* [Your assignment]
Filter the records for lines holding the string "DailyQuotaTracker".

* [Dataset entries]

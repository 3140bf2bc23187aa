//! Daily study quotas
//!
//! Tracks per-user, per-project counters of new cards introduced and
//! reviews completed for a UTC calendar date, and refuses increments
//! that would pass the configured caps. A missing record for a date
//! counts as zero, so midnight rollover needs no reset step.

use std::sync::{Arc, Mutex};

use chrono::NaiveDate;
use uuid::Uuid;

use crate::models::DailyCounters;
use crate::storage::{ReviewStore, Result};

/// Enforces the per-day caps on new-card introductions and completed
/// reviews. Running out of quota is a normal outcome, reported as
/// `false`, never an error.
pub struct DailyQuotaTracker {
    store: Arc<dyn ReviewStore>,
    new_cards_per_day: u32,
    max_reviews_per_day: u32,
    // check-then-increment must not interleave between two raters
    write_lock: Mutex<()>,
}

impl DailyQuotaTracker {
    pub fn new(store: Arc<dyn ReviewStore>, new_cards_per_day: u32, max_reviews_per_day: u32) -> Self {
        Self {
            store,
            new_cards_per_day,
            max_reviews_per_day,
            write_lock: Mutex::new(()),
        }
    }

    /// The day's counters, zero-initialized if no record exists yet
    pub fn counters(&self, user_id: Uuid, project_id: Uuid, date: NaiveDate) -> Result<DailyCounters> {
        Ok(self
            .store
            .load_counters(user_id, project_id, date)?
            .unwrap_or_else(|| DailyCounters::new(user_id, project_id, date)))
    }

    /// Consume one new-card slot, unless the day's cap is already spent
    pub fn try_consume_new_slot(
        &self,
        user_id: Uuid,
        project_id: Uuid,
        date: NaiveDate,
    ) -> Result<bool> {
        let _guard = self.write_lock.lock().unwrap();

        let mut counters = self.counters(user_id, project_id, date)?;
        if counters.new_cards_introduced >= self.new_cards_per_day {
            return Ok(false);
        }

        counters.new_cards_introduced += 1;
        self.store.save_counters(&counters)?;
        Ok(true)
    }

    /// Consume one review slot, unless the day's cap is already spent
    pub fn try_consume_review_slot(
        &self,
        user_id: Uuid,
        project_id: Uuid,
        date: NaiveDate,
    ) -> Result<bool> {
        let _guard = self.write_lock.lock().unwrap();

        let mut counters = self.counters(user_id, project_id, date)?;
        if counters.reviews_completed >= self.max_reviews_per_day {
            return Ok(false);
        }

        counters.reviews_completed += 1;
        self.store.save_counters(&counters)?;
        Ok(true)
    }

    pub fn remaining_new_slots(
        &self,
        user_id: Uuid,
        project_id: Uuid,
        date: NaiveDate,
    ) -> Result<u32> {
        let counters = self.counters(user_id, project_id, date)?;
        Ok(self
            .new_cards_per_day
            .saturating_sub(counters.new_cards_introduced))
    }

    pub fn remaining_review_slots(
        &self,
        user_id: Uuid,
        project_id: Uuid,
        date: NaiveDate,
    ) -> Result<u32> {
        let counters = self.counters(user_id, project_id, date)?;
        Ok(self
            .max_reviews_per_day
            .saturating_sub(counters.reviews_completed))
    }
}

* [Expected output]
pub struct DailyQuotaTracker {
impl DailyQuotaTracker {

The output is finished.